*What you are asked to do*. Go through the data and retrieve each line that includes the string "push".

*Raw data*.
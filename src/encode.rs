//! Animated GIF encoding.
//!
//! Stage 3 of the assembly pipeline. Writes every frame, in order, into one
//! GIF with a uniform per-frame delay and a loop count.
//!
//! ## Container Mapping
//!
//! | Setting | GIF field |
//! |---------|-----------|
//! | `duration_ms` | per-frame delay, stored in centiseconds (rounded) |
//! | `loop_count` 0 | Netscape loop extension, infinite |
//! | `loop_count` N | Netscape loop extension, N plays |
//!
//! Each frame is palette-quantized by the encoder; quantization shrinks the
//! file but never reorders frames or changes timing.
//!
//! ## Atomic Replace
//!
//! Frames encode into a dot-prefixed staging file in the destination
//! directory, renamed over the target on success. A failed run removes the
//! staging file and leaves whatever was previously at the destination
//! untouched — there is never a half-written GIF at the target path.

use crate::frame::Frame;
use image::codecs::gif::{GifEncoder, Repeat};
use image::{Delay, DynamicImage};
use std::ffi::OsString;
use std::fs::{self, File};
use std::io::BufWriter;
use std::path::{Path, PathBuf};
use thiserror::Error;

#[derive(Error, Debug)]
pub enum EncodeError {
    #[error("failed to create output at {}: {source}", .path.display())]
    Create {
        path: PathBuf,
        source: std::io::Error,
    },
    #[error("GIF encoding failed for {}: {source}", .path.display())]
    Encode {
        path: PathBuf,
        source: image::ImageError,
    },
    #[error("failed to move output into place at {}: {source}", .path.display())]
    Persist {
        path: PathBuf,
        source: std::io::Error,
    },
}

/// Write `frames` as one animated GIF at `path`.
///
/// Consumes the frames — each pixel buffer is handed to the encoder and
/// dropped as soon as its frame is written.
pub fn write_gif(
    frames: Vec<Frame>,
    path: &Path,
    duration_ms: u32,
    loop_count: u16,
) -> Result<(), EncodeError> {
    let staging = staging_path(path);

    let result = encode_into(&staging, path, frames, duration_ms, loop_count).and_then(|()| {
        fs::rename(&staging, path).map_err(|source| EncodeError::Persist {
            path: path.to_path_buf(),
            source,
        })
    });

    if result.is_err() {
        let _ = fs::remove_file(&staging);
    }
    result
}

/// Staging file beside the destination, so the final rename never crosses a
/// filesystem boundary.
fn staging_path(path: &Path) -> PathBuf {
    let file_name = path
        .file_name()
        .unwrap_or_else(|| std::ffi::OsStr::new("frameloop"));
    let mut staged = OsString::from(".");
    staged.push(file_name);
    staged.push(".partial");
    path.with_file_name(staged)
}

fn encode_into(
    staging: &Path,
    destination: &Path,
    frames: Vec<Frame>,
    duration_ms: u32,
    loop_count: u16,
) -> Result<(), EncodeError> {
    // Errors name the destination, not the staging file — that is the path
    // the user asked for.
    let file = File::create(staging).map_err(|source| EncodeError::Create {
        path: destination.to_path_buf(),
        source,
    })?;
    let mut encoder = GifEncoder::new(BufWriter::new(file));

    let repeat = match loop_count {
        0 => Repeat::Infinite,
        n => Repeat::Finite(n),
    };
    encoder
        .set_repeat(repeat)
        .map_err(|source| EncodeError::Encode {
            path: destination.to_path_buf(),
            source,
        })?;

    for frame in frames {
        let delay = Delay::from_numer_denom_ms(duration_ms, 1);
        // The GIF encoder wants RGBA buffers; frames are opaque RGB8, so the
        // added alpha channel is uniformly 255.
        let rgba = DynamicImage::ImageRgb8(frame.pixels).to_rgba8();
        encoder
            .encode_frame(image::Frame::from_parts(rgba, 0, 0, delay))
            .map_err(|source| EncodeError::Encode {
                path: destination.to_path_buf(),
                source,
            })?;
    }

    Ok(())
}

*Output for this exercise*.
    staged.push(file_name);
    staged.push(".partial");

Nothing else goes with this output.